大判例

20世紀の現憲法下の裁判例を掲載しています。

最高裁判所第三小法廷 昭和27年(あ)1901号 判決 1956年4月17日

本籍並びに住居

愛媛県北宇和郡岩松町七二五番地

元町長

居村富士助

明治一三年一二月一八日生

本籍

同県同郡同町七五〇番地

住居

同県同郡同町七二五番地

無職

黒田円太郎

明治二七年六月二二日生

右の者等に対する各詐欺被告事件について昭和二六年一一月三〇日高松高等裁判所の言渡した判決に対し各被告人から上告の申立があつたので当裁判所は次のとおり判決する。

主文

本件各上告を棄却する。

理由

被告人居村富士助の上告趣意について。

論旨は、被告人の所為が実行の時に適法であつたということを前提としてこれに刑罰を科した原判決は憲法三九条に違反すると主張する。しかし原判決は被告人の所為は実行の時に違法であつたとしてこれを処罰しているのであるから、所論はその前提を欠き採用することができない。

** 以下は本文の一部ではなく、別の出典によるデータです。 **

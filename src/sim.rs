//! Scripted surface for tests
//!
//! `SimSurface` replaces the terminal with a virtual clock and a fixed key
//! script: every `wait_key` either jumps the clock to the next scripted key
//! it accepts or to its own deadline. Presented frames and played clips are
//! logged so tests can assert on what the subject would have seen and heard.

use std::collections::VecDeque;
use std::mem;
use std::path::PathBuf;
use std::time::Duration;

use crate::error::Result;
use crate::surface::{AudioRef, Key, Surface, Visual};

/// Deterministic stand-in for the terminal surface
pub struct SimSurface {
    now: Duration,
    script: VecDeque<(Duration, Key)>,
    pending: Vec<String>,
    /// Every committed frame, as drawn-element labels (empty = blank frame)
    pub frames: Vec<Vec<String>>,
    /// Clips started, with the virtual time of each start
    pub played: Vec<(Duration, PathBuf)>,
}

impl SimSurface {
    /// Builds a surface around `(millisecond, key)` press events. Events at
    /// the same millisecond arrive as one batch.
    pub fn new(script: Vec<(u64, Key)>) -> Self {
        let mut script: Vec<(Duration, Key)> = script
            .into_iter()
            .map(|(ms, key)| (Duration::from_millis(ms), key))
            .collect();
        script.sort_by_key(|(t, _)| *t);
        SimSurface {
            now: Duration::ZERO,
            script: script.into(),
            pending: Vec::new(),
            frames: Vec::new(),
            played: Vec::new(),
        }
    }
}

impl Surface for SimSurface {
    fn draw(&mut self, element: &Visual) -> Result<()> {
        self.pending.push(match element {
            Visual::Fixation => "fixation".to_string(),
            Visual::Image(img) => format!("image:{}", img.label()),
            Visual::Word(word) => format!("word:{word}"),
            Visual::Feedback { correct: true } => "feedback:right".to_string(),
            Visual::Feedback { correct: false } => "feedback:wrong".to_string(),
            Visual::RoundIntro { round } => format!("round:{round}"),
            Visual::SlowNotice => "slow".to_string(),
            Visual::RestBreak { .. } => "rest".to_string(),
        });
        Ok(())
    }

    fn present(&mut self) -> Result<()> {
        self.frames.push(mem::take(&mut self.pending));
        Ok(())
    }

    fn wait_key(&mut self, timeout: Option<Duration>, accepted: &[Key]) -> Result<Option<Key>> {
        // stale input from before this wait is discarded
        while matches!(self.script.front(), Some((t, _)) if *t < self.now) {
            self.script.pop_front();
        }
        let deadline = timeout.map(|dwell| self.now + dwell);
        while let Some(&(arrival, _)) = self.script.front() {
            if let Some(deadline) = deadline {
                if arrival > deadline {
                    break;
                }
            }
            // the whole same-timestamp batch arrives at once
            let mut batch = Vec::new();
            while matches!(self.script.front(), Some((t, _)) if *t == arrival) {
                batch.push(self.script.pop_front().unwrap().1);
            }
            // later entries in `accepted` take precedence within a batch
            let mut hit: Option<Key> = None;
            let mut best = 0;
            for key in batch {
                if let Some(pos) = accepted.iter().position(|k| *k == key) {
                    if hit.is_none() || pos >= best {
                        hit = Some(key);
                        best = pos;
                    }
                }
            }
            if let Some(key) = hit {
                self.now = arrival;
                return Ok(Some(key));
            }
        }
        match deadline {
            Some(deadline) => {
                self.now = deadline;
                Ok(None)
            }
            None => panic!("unbounded simulated wait ran out of scripted keys"),
        }
    }

    fn play(&mut self, clip: &AudioRef) -> Result<()> {
        self.played.push((self.now, clip.path().to_path_buf()));
        Ok(())
    }

    fn elapsed(&self) -> Duration {
        self.now
    }
}

#[cfg(test)]
mod tests {
    use super::*;

    #[test]
    fn test_timeout_advances_the_clock() {
        let mut io = SimSurface::new(vec![]);
        let key = io
            .wait_key(Some(Duration::from_millis(700)), &[Key::Escape])
            .unwrap();
        assert_eq!(key, None);
        assert_eq!(io.elapsed(), Duration::from_millis(700));
    }

    #[test]
    fn test_unaccepted_keys_are_skipped() {
        let mut io = SimSurface::new(vec![(100, Key::Char('x')), (200, Key::Escape)]);
        let key = io
            .wait_key(Some(Duration::from_millis(500)), &[Key::Escape])
            .unwrap();
        assert_eq!(key, Some(Key::Escape));
        assert_eq!(io.elapsed(), Duration::from_millis(200));
    }

    #[test]
    fn test_stale_input_is_drained() {
        let mut io = SimSurface::new(vec![(50, Key::Escape)]);
        // first wait runs past the press without accepting it
        io.wait_key(Some(Duration::from_millis(100)), &[Key::Char('q')])
            .unwrap();
        // the buffered escape must not leak into the next wait
        let key = io
            .wait_key(Some(Duration::from_millis(100)), &[Key::Escape])
            .unwrap();
        assert_eq!(key, None);
    }

    #[test]
    fn test_last_listed_key_wins_within_a_batch() {
        let mut io = SimSurface::new(vec![(100, Key::Char('q')), (100, Key::Escape)]);
        let key = io
            .wait_key(
                Some(Duration::from_millis(500)),
                &[Key::Char('q'), Key::Char('p'), Key::Escape],
            )
            .unwrap();
        assert_eq!(key, Some(Key::Escape));
    }
}
//! Fatal error types for pictoword
//!
//! Everything here aborts session startup or persistence. Things that are
//! *outcomes* — a cancelled block, a trial with no response — are not errors
//! and live in `trial`/`session` result types instead.

use std::path::PathBuf;
use thiserror::Error;

/// Main error type for pictoword
#[derive(Error, Debug)]
pub enum Error {
    /// Malformed stimulus tables, invalid bindings, bad protocol code
    #[error("configuration error: {0}")]
    Config(String),

    /// Image or audio file missing/unreadable for a configuration row.
    /// Raised during session setup, never mid-block.
    #[error("missing asset: {}", path.display())]
    AssetMissing { path: PathBuf },

    /// Audio device or decoding failures found while probing clips
    #[error("audio error: {0}")]
    Audio(String),

    /// Terminal and file I/O errors
    #[error("I/O error: {0}")]
    Io(#[from] std::io::Error),

    /// Stimulus table / results parsing and writing errors
    #[error("CSV error: {0}")]
    Csv(#[from] csv::Error),
}

/// Convenience Result type using pictoword Error
pub type Result<T> = std::result::Result<T, Error>;
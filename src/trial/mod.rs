//! Trial Presentation: stimulus modeling, phase timing, and sequencing
//!
//! # Components
//! - `item.rs`: StimulusItem/ItemSet generation and response records
//! - `timing.rs`: the fixed phase sequence and per-phase dwells
//! - `engine.rs`: the per-item trial state machine
//! - `block.rs`: block-level policy around the engine

pub mod block;
pub mod engine;
pub mod item;
pub mod timing;

pub use block::{assemble_block, BlockConfig, BlockOutcome, BlockRunner, RoundIntro};
pub use engine::{TrialEngine, TrialResult};
pub use item::{ItemSet, Modality, ResponseKey, ResponseRecord, StimulusItem, Verdict};
pub use timing::{Phase, TrialTiming};
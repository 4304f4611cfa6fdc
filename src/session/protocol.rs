//! Counterbalanced condition orderings
//!
//! Two stages (visual, audio-visual) each split into a former and a latter
//! sub-block give four measured blocks per session. Participants are
//! assigned one of four fixed total orderings forming a Latin square, so
//! every block occupies every serial position exactly once across the
//! protocol types.

use crate::error::{Error, Result};

/// Stimulus stage; the stage decides the modality of its blocks
#[derive(Debug, Clone, Copy, PartialEq, Eq, Hash)]
pub enum Stage {
    /// Photo only
    Stage1,
    /// Photo plus spoken clip
    Stage2,
}

/// Which half of a stage's stimulus table a block draws from
#[derive(Debug, Clone, Copy, PartialEq, Eq, Hash)]
pub enum SubBlock {
    Former,
    Latter,
}

/// One measured block of the session
#[derive(Debug, Clone, Copy, PartialEq, Eq, Hash)]
pub struct BlockId {
    pub stage: Stage,
    pub sub: SubBlock,
}

impl BlockId {
    pub const fn new(stage: Stage, sub: SubBlock) -> Self {
        BlockId { stage, sub }
    }

    /// Name used to key block results and output rows
    pub fn name(&self) -> &'static str {
        match (self.stage, self.sub) {
            (Stage::Stage1, SubBlock::Former) => "stage1_former",
            (Stage::Stage1, SubBlock::Latter) => "stage1_latter",
            (Stage::Stage2, SubBlock::Former) => "stage2_former",
            (Stage::Stage2, SubBlock::Latter) => "stage2_latter",
        }
    }
}

const S1F: BlockId = BlockId::new(Stage::Stage1, SubBlock::Former);
const S1L: BlockId = BlockId::new(Stage::Stage1, SubBlock::Latter);
const S2F: BlockId = BlockId::new(Stage::Stage2, SubBlock::Former);
const S2L: BlockId = BlockId::new(Stage::Stage2, SubBlock::Latter);

/// One of the four fixed block orderings, chosen per participant
#[derive(Debug, Clone, Copy, PartialEq, Eq)]
pub enum Protocol {
    Type1,
    Type2,
    Type3,
    Type4,
}

impl Protocol {
    pub const ALL: [Protocol; 4] = [
        Protocol::Type1,
        Protocol::Type2,
        Protocol::Type3,
        Protocol::Type4,
    ];

    /// Parses the 1-4 ordering code passed on the command line
    pub fn from_code(code: u8) -> Result<Self> {
        match code {
            1 => Ok(Protocol::Type1),
            2 => Ok(Protocol::Type2),
            3 => Ok(Protocol::Type3),
            4 => Ok(Protocol::Type4),
            other => Err(Error::Config(format!(
                "protocol code must be 1-4, got {other}"
            ))),
        }
    }

    pub fn code(&self) -> u8 {
        match self {
            Protocol::Type1 => 1,
            Protocol::Type2 => 2,
            Protocol::Type3 => 3,
            Protocol::Type4 => 4,
        }
    }

    /// The measured blocks of a session, in presentation order
    pub fn order(&self) -> [BlockId; 4] {
        match self {
            Protocol::Type1 => [S1F, S1L, S2F, S2L],
            Protocol::Type2 => [S1L, S1F, S2L, S2F],
            Protocol::Type3 => [S2F, S2L, S1L, S1F],
            Protocol::Type4 => [S2L, S2F, S1F, S1L],
        }
    }
}
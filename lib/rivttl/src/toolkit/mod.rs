//! Generic infrastructure shared by the syntax readers: an incremental lexer
//! over a growable byte buffer and a pull parser that drives a rule
//! recognizer over the token stream.

mod error;
mod lexer;
mod parser;

pub use self::error::{TextPosition, TurtleParseError, TurtleSyntaxError};
pub use self::lexer::{Lexer, TokenOrLineJump, TokenRecognizer, TokenRecognizerError};
pub use self::parser::{
    Parser, ReaderIterator, RuleRecognizer, RuleRecognizerError, SliceIterator,
};
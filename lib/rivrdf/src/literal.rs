use crate::named_node::{NamedNode, NamedNodeRef};
use crate::vocab::{rdf, xsd};
use oxilangtag::{LanguageTag, LanguageTagParseError};
use std::fmt;
use std::fmt::Write;

/// An owned RDF [literal](https://www.w3.org/TR/rdf11-concepts/#dfn-literal).
///
/// The default string formatter is returning an N-Triples, N-Quads, Turtle and TriG compatible representation:
/// ```
/// # use oxilangtag::LanguageTagParseError;
/// use rivrdf::Literal;
/// use rivrdf::vocab::xsd;
///
/// assert_eq!(
///     "\"foo\\nbar\"",
///     Literal::new_simple_literal("foo\nbar").to_string()
/// );
///
/// assert_eq!(
///     "\"1999-01-01\"^^<http://www.w3.org/2001/XMLSchema#date>",
///     Literal::new_typed_literal("1999-01-01", xsd::DATE).to_string()
/// );
///
/// assert_eq!(
///     "\"foo\"@en",
///     Literal::new_language_tagged_literal("foo", "en")?.to_string()
/// );
/// # Result::<(), LanguageTagParseError>::Ok(())
/// ```
#[derive(Eq, PartialEq, Debug, Clone, Hash)]
pub struct Literal(LiteralContent);

#[derive(PartialEq, Eq, Debug, Clone, Hash)]
enum LiteralContent {
    String(String),
    LanguageTaggedString { value: String, language: String },
    TypedLiteral { value: String, datatype: NamedNode },
}

impl Literal {
    /// Builds an RDF [simple literal](https://www.w3.org/TR/rdf11-concepts/#dfn-simple-literal).
    #[inline]
    pub fn new_simple_literal(value: impl Into<String>) -> Self {
        Self(LiteralContent::String(value.into()))
    }

    /// Builds an RDF [literal](https://www.w3.org/TR/rdf11-concepts/#dfn-literal) with a [datatype](https://www.w3.org/TR/rdf11-concepts/#dfn-datatype-iri).
    #[inline]
    pub fn new_typed_literal(value: impl Into<String>, datatype: impl Into<NamedNode>) -> Self {
        let value = value.into();
        let datatype = datatype.into();
        Self(if datatype == xsd::STRING {
            LiteralContent::String(value)
        } else {
            LiteralContent::TypedLiteral { value, datatype }
        })
    }

    /// Builds an RDF [language-tagged string](https://www.w3.org/TR/rdf11-concepts/#dfn-language-tagged-string).
    ///
    /// The language tag is normalized to lowercase.
    #[inline]
    pub fn new_language_tagged_literal(
        value: impl Into<String>,
        language: impl Into<String>,
    ) -> Result<Self, LanguageTagParseError> {
        let mut language = language.into();
        language.make_ascii_lowercase();
        Ok(Self::new_language_tagged_literal_unchecked(
            value,
            LanguageTag::parse(language)?.into_inner(),
        ))
    }

    /// Builds an RDF [language-tagged string](https://www.w3.org/TR/rdf11-concepts/#dfn-language-tagged-string).
    ///
    /// It is the responsibility of the caller to check that `language`
    /// is a valid [BCP47](https://tools.ietf.org/html/bcp47) language tag,
    /// and is lowercase.
    ///
    /// [`Literal::new_language_tagged_literal()`] is a safe version of this constructor and should be used for untrusted data.
    #[inline]
    pub fn new_language_tagged_literal_unchecked(
        value: impl Into<String>,
        language: impl Into<String>,
    ) -> Self {
        Self(LiteralContent::LanguageTaggedString {
            value: value.into(),
            language: language.into(),
        })
    }

    /// The literal [lexical form](https://www.w3.org/TR/rdf11-concepts/#dfn-lexical-form).
    #[inline]
    pub fn value(&self) -> &str {
        self.as_ref().value()
    }

    /// The literal [language tag](https://www.w3.org/TR/rdf11-concepts/#dfn-language-tag) if it is a [language-tagged string](https://www.w3.org/TR/rdf11-concepts/#dfn-language-tagged-string).
    #[inline]
    pub fn language(&self) -> Option<&str> {
        self.as_ref().language()
    }

    /// The literal [datatype](https://www.w3.org/TR/rdf11-concepts/#dfn-datatype-iri).
    ///
    /// The datatype of [language-tagged strings](https://www.w3.org/TR/rdf11-concepts/#dfn-language-tagged-string) is always [rdf:langString](https://www.w3.org/TR/rdf11-concepts/#dfn-language-tagged-string).
    /// The datatype of [simple literals](https://www.w3.org/TR/rdf11-concepts/#dfn-simple-literal) is [xsd:string](https://www.w3.org/TR/xmlschema11-2/#string).
    #[inline]
    pub fn datatype(&self) -> NamedNodeRef<'_> {
        self.as_ref().datatype()
    }

    /// Checks if this literal could be [inlined in Turtle](https://www.w3.org/TR/turtle/#abbrev) i.e. it is a simple literal without a datatype or a language tag.
    #[inline]
    pub fn is_plain(&self) -> bool {
        self.as_ref().is_plain()
    }

    #[inline]
    pub fn as_ref(&self) -> LiteralRef<'_> {
        LiteralRef(match &self.0 {
            LiteralContent::String(value) => LiteralRefContent::String(value),
            LiteralContent::LanguageTaggedString { value, language } => {
                LiteralRefContent::LanguageTaggedString { value, language }
            }
            LiteralContent::TypedLiteral { value, datatype } => LiteralRefContent::TypedLiteral {
                value,
                datatype: datatype.as_ref(),
            },
        })
    }

    /// Extract components from this literal (lexical form, datatype and language tag).
    #[inline]
    pub fn destruct(self) -> (String, Option<NamedNode>, Option<String>) {
        match self.0 {
            LiteralContent::String(s) => (s, None, None),
            LiteralContent::LanguageTaggedString { value, language } => {
                (value, None, Some(language))
            }
            LiteralContent::TypedLiteral { value, datatype } => (value, Some(datatype), None),
        }
    }
}

impl fmt::Display for Literal {
    #[inline]
    fn fmt(&self, f: &mut fmt::Formatter<'_>) -> fmt::Result {
        self.as_ref().fmt(f)
    }
}

impl From<&str> for Literal {
    #[inline]
    fn from(value: &str) -> Self {
        Self::new_simple_literal(value)
    }
}

impl From<String> for Literal {
    #[inline]
    fn from(value: String) -> Self {
        Self::new_simple_literal(value)
    }
}

impl From<bool> for Literal {
    #[inline]
    fn from(value: bool) -> Self {
        Self::new_typed_literal(value.to_string(), xsd::BOOLEAN)
    }
}

impl From<i64> for Literal {
    #[inline]
    fn from(value: i64) -> Self {
        Self::new_typed_literal(value.to_string(), xsd::INTEGER)
    }
}

impl From<i32> for Literal {
    #[inline]
    fn from(value: i32) -> Self {
        Self::new_typed_literal(value.to_string(), xsd::INTEGER)
    }
}

impl From<u64> for Literal {
    #[inline]
    fn from(value: u64) -> Self {
        Self::new_typed_literal(value.to_string(), xsd::INTEGER)
    }
}

impl From<f64> for Literal {
    #[inline]
    fn from(value: f64) -> Self {
        Self::new_typed_literal(value.to_string(), xsd::DOUBLE)
    }
}

/// A borrowed RDF [literal](https://www.w3.org/TR/rdf11-concepts/#dfn-literal).
///
/// The default string formatter is returning an N-Triples, N-Quads, Turtle and TriG compatible representation:
/// ```
/// use rivrdf::LiteralRef;
/// use rivrdf::vocab::xsd;
///
/// assert_eq!(
///     "\"1999-01-01\"^^<http://www.w3.org/2001/XMLSchema#date>",
///     LiteralRef::new_typed_literal("1999-01-01", xsd::DATE).to_string()
/// );
/// ```
#[derive(Eq, PartialEq, Debug, Clone, Copy, Hash)]
pub struct LiteralRef<'a>(LiteralRefContent<'a>);

#[derive(Eq, PartialEq, Debug, Clone, Copy, Hash)]
enum LiteralRefContent<'a> {
    String(&'a str),
    LanguageTaggedString {
        value: &'a str,
        language: &'a str,
    },
    TypedLiteral {
        value: &'a str,
        datatype: NamedNodeRef<'a>,
    },
}

impl<'a> LiteralRef<'a> {
    /// Builds an RDF [simple literal](https://www.w3.org/TR/rdf11-concepts/#dfn-simple-literal).
    #[inline]
    pub const fn new_simple_literal(value: &'a str) -> Self {
        LiteralRef(LiteralRefContent::String(value))
    }

    /// Builds an RDF [literal](https://www.w3.org/TR/rdf11-concepts/#dfn-literal) with a [datatype](https://www.w3.org/TR/rdf11-concepts/#dfn-datatype-iri).
    #[inline]
    pub fn new_typed_literal(value: &'a str, datatype: impl Into<NamedNodeRef<'a>>) -> Self {
        let datatype = datatype.into();
        LiteralRef(if datatype == xsd::STRING {
            LiteralRefContent::String(value)
        } else {
            LiteralRefContent::TypedLiteral { value, datatype }
        })
    }

    /// Builds an RDF [language-tagged string](https://www.w3.org/TR/rdf11-concepts/#dfn-language-tagged-string).
    ///
    /// It is the responsibility of the caller to check that `language`
    /// is a valid [BCP47](https://tools.ietf.org/html/bcp47) language tag,
    /// and is lowercase.
    #[inline]
    pub const fn new_language_tagged_literal_unchecked(value: &'a str, language: &'a str) -> Self {
        LiteralRef(LiteralRefContent::LanguageTaggedString { value, language })
    }

    /// The literal [lexical form](https://www.w3.org/TR/rdf11-concepts/#dfn-lexical-form)
    #[inline]
    pub const fn value(self) -> &'a str {
        match self.0 {
            LiteralRefContent::String(value)
            | LiteralRefContent::LanguageTaggedString { value, .. }
            | LiteralRefContent::TypedLiteral { value, .. } => value,
        }
    }

    /// The literal [language tag](https://www.w3.org/TR/rdf11-concepts/#dfn-language-tag) if it is a [language-tagged string](https://www.w3.org/TR/rdf11-concepts/#dfn-language-tagged-string).
    #[inline]
    pub const fn language(self) -> Option<&'a str> {
        match self.0 {
            LiteralRefContent::LanguageTaggedString { language, .. } => Some(language),
            LiteralRefContent::String(_) | LiteralRefContent::TypedLiteral { .. } => None,
        }
    }

    /// The literal [datatype](https://www.w3.org/TR/rdf11-concepts/#dfn-datatype-iri).
    #[inline]
    pub fn datatype(self) -> NamedNodeRef<'a> {
        match self.0 {
            LiteralRefContent::String(_) => xsd::STRING,
            LiteralRefContent::LanguageTaggedString { .. } => rdf::LANG_STRING,
            LiteralRefContent::TypedLiteral { datatype, .. } => datatype,
        }
    }

    /// Checks if this literal could be [inlined in Turtle](https://www.w3.org/TR/turtle/#abbrev) i.e. it is a simple literal without a datatype or a language tag.
    #[inline]
    pub const fn is_plain(self) -> bool {
        matches!(self.0, LiteralRefContent::String(_))
    }

    #[inline]
    pub fn into_owned(self) -> Literal {
        Literal(match self.0 {
            LiteralRefContent::String(value) => LiteralContent::String(value.to_owned()),
            LiteralRefContent::LanguageTaggedString { value, language } => {
                LiteralContent::LanguageTaggedString {
                    value: value.to_owned(),
                    language: language.to_owned(),
                }
            }
            LiteralRefContent::TypedLiteral { value, datatype } => LiteralContent::TypedLiteral {
                value: value.to_owned(),
                datatype: datatype.into_owned(),
            },
        })
    }
}

impl fmt::Display for LiteralRef<'_> {
    #[inline]
    fn fmt(&self, f: &mut fmt::Formatter<'_>) -> fmt::Result {
        match self.0 {
            LiteralRefContent::String(value) => print_quoted_str(value, f),
            LiteralRefContent::LanguageTaggedString { value, language } => {
                print_quoted_str(value, f)?;
                write!(f, "@{language}")
            }
            LiteralRefContent::TypedLiteral { value, datatype } => {
                print_quoted_str(value, f)?;
                write!(f, "^^{datatype}")
            }
        }
    }
}

impl<'a> From<&'a Literal> for LiteralRef<'a> {
    #[inline]
    fn from(literal: &'a Literal) -> Self {
        literal.as_ref()
    }
}

impl From<LiteralRef<'_>> for Literal {
    #[inline]
    fn from(literal: LiteralRef<'_>) -> Self {
        literal.into_owned()
    }
}

impl<'a> From<&'a str> for LiteralRef<'a> {
    #[inline]
    fn from(value: &'a str) -> Self {
        LiteralRef::new_simple_literal(value)
    }
}

impl PartialEq<Literal> for LiteralRef<'_> {
    #[inline]
    fn eq(&self, other: &Literal) -> bool {
        *self == other.as_ref()
    }
}

impl PartialEq<LiteralRef<'_>> for Literal {
    #[inline]
    fn eq(&self, other: &LiteralRef<'_>) -> bool {
        self.as_ref() == *other
    }
}

#[inline]
pub(crate) fn print_quoted_str(string: &str, f: &mut impl Write) -> fmt::Result {
    f.write_char('"')?;
    for c in string.chars() {
        match c {
            '\u{08}' => f.write_str("\\b"),
            '\t' => f.write_str("\\t"),
            '\n' => f.write_str("\\n"),
            '\u{0C}' => f.write_str("\\f"),
            '\r' => f.write_str("\\r"),
            '"' => f.write_str("\\\""),
            '\\' => f.write_str("\\\\"),
            '\0'..='\u{1F}' | '\u{7F}' => write!(f, "\\u{:04X}", u32::from(c)),
            _ => f.write_char(c),
        }?;
    }
    f.write_char('"')
}

/// The lexical ordering key of a literal: value, then datatype IRI or language tag.
///
/// Used to give [`Term`](crate::Term) its total order.
#[inline]
pub(crate) fn ordering_key<'a>(literal: LiteralRef<'a>) -> (&'a str, &'a str) {
    (
        literal.value(),
        literal
            .language()
            .unwrap_or_else(|| literal.datatype().as_str()),
    )
}

#[cfg(test)]
mod tests {
    use super::*;

    #[test]
    fn simple_literal_equality() {
        assert_eq!(
            Literal::new_simple_literal("foo"),
            Literal::new_typed_literal("foo", xsd::STRING)
        );
        assert_eq!(
            Literal::new_simple_literal("foo").as_ref(),
            LiteralRef::new_typed_literal("foo", xsd::STRING)
        );
    }

    #[test]
    fn language_tag_is_lowercased() {
        let literal = Literal::new_language_tagged_literal("foo", "EN-US").unwrap();
        assert_eq!(literal.language(), Some("en-us"));
        assert_eq!(literal.datatype(), rdf::LANG_STRING);
    }

    #[test]
    fn control_characters_are_escaped() {
        assert_eq!(
            Literal::new_simple_literal("a\u{0}b").to_string(),
            "\"a\\u0000b\""
        );
    }
}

その余の論旨は単なる法令違反、事実誤認または量刑不当の主張に帰し適法な上告理由とならない。(論旨は、町長である被告人居村の地位はいわゆる執行機関であつて、意思機関たる町議会の議決を執行したまでのことであるから詐欺の犯意はなかつたということ、また本件授産場はその経営を被告人黒田に委託したとはいえ終始町営であつたことに変りはなかつたこと、従つて詐欺の事実はなかつたということを主張する。しかし第一審判決挙示の各証拠、なかんずく被告人黒田円太郎の検察官に対する第一回及び第三回供述調書、被告人居村富士助の検察官に対する第一回供述調書並に第一審における証人池田清次郎の証言等を調べてみると、原判決が説明しているように、本件詐欺の事実を認定することができる。すなわちなるほど表面上形式的には右の授産場は町営の下に設置経営せられているように見えるけれどもその実質はあくまで被告人黒田の個人経営の範囲を出でないものであることが認められる。また右授産場の設置経営について町議会の議決を経たことは所論のとおりであるが、それは該授産場の経営が公共事業である性質上個人には認可されず、表面町営であるということにすれば認可になることから、町長の地位にある被告人居村の操作によつてかかる処置が採られたまでのことであつて、本件被害者に対する関係においては、被告人両名が被告人黒田の個人経営に帰する事情を秘し、恰も町で設置経営するように装つて作為した結果、そのことを知らない当該係官は町で設置経営するものとのみ信じて本件補助金を下附したものであるという事実が認められる。従つて詐欺罪の構成要件は充たされているのであつて、被告人はその刑責を免れることはできない。)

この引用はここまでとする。